Two breeding populations occur in China: in Changbai and the Lesser Xingan (scripts CHM and I, respectively, in Figure 1). The Changbai population occupies the middle reaches of 13 rivers falling from Changbai Mountain itself on the Chinese side. Only four apparently suitable rivers in the Changbai Mountains were not occupied by Scaly-sided Mergansers. Only one river – the Tangwanghe (47°26’N, 129°22’E) and its tributary Bishui – was found to support breeding Scaly-sided Mergansers in the Lesser Xingan (script I in Figure 1).
It is reasonable to suggest that Scaly-sided Merganser also breeds on the DPR Korean side of the Changbai Mountains (script IV in Figure 1), although no information on breeding is available from this area. We suggest 11 rivers, with a total length of 427 km of suitable habitats, may hold breeding Scaly-sided Mergansers.

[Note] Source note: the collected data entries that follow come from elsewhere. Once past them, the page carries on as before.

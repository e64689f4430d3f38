use std::sync::Arc;

use order_desk::attachments::AttachmentStore;
use order_desk::config::AppConfig;
use order_desk::mail::outbound::Mailer;
use order_desk::recorder::Recorder;
use order_desk::routes::{AppState, app_routes};
use order_desk::store::{LibSqlStore, Store};

#[tokio::main]
async fn main() -> Result<(), Box<dyn std::error::Error>> {
    // Install rustls crypto provider before any TLS usage (lettre).
    rustls::crypto::ring::default_provider()
        .install_default()
        .expect("Failed to install rustls crypto provider");

    // Initialize tracing
    tracing_subscriber::fmt()
        .with_env_filter(
            tracing_subscriber::EnvFilter::try_from_default_env()
                .unwrap_or_else(|_| tracing_subscriber::EnvFilter::new("info")),
        )
        .with_target(false)
        .init();

    let config = AppConfig::from_env();

    eprintln!("📦 Order Desk v{}", env!("CARGO_PKG_VERSION"));
    eprintln!("   Webhook: http://0.0.0.0:{}/webhooks/inbound-email", config.port);
    eprintln!("   Threads: http://0.0.0.0:{}/api/orders/{{id}}/communications", config.port);
    eprintln!("   Inbound domain: {}", config.inbound_domain);

    // ── Database ─────────────────────────────────────────────────────────
    let store: Arc<dyn Store> = Arc::new(
        LibSqlStore::new_local(&config.db_path)
            .await
            .unwrap_or_else(|e| {
                eprintln!(
                    "Error: Failed to open database at {}: {}",
                    config.db_path.display(),
                    e
                );
                std::process::exit(1);
            }),
    );
    eprintln!("   Database: {}", config.db_path.display());

    // ── Attachments ──────────────────────────────────────────────────────
    let attachments = Arc::new(AttachmentStore::new(&config.attachment_dir));
    eprintln!("   Attachments: {}", config.attachment_dir.display());

    // ── Outbound mail ────────────────────────────────────────────────────
    let mailer = match &config.smtp {
        Some(smtp) => {
            eprintln!("   SMTP: enabled ({}:{})", smtp.host, smtp.port);
            Some(Mailer::new(smtp.clone()))
        }
        None => {
            eprintln!("   SMTP: disabled (set SMTP_HOST to enable delivery)");
            None
        }
    };

    let recorder = Arc::new(Recorder::new(
        Arc::clone(&store),
        attachments,
        config.inbound_domain.clone(),
        mailer,
    ));

    // ── HTTP server ──────────────────────────────────────────────────────
    let app = app_routes(AppState { recorder, store });
    let listener = tokio::net::TcpListener::bind(format!("0.0.0.0:{}", config.port)).await?;
    tracing::info!(port = config.port, "Order Desk listening");
    axum::serve(listener, app).await?;

    Ok(())
}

Scaly-sided Mergansers were absent on the River Dep (white square A in Figure 1) and along all rivers surveyed in the area between Rivers Dep and Gorin in Russia (Gorin is the black point within the dashed contour, script III, Figure 1). This area was inhabited by Goosander pairs and broods both during our surveys and according to information for the Nora River (Kolbin Reference Kolbin, Kolobaev and Cheremkin2003; O. Smagina unpubl. photos 2011), the Amgun River (Pronkevich et al. Reference Pronkevich, Roslyakov and Voronov2011), the Levaya Bureya and Pravaya Bureya Rivers (T. Atrokhova pers. comm. 2011). Scaly-sided Mergansers were not found in the Chinese part of the Wusuli basin and are not mentioned in other sources (T. Dahmer unpubl. report and Liu et al. Reference Liu, Zhao, Wang and Chen1998) or on the rivers of the Greater Xingan Mountains in China (Table S2 in the online Supplementary Material). Riverine forest, the only known suitable breeding habitat of Scaly-sided Merganser, was absent along all the rivers of the Wusuli basin and the Greater Xingan where agricultural landscapes and settlements now predominate.
Breeding densities
Pair densities (Table S1) were highest on the Fuerhe River in the Chinese Changbai Mountains (0.918 pairs/km) and the Pavlovka River in the Sikhote-Alin (0.63 pairs/km). The lowest densities were 0.006 pairs/km on the Bidjan River, Jewish Autonomous Oblast; 0.007 pairs/km on the Gorin River, Central Khabarovsk, Russia; and 0.025 pairs/km on the Tangwanghe River in the Lesser Xingan, China. Mean breeding pair densities did not differ between Russia and China (0.259 pairs/km and 0.269 pairs/km, respectively; Mann-Whitney U Test, U = 171, P = 0.75).
Population size
Densities of Scaly-sided Merganser breeding pairs within the recent breeding range were assessed by survey on 40 rivers and estimated for 68 rivers (Table 1). The number of breeding pairs in the Bikin River basin, a catchment with 12 rivers, was taken from Hughes and Bocharnikov (Reference Hughes and Bocharnikov1992). Although now rather old, we believe this estimate is a valid minimum given no marked habitat changes, less disturbance and the establishment of protected areas since the early 1990s.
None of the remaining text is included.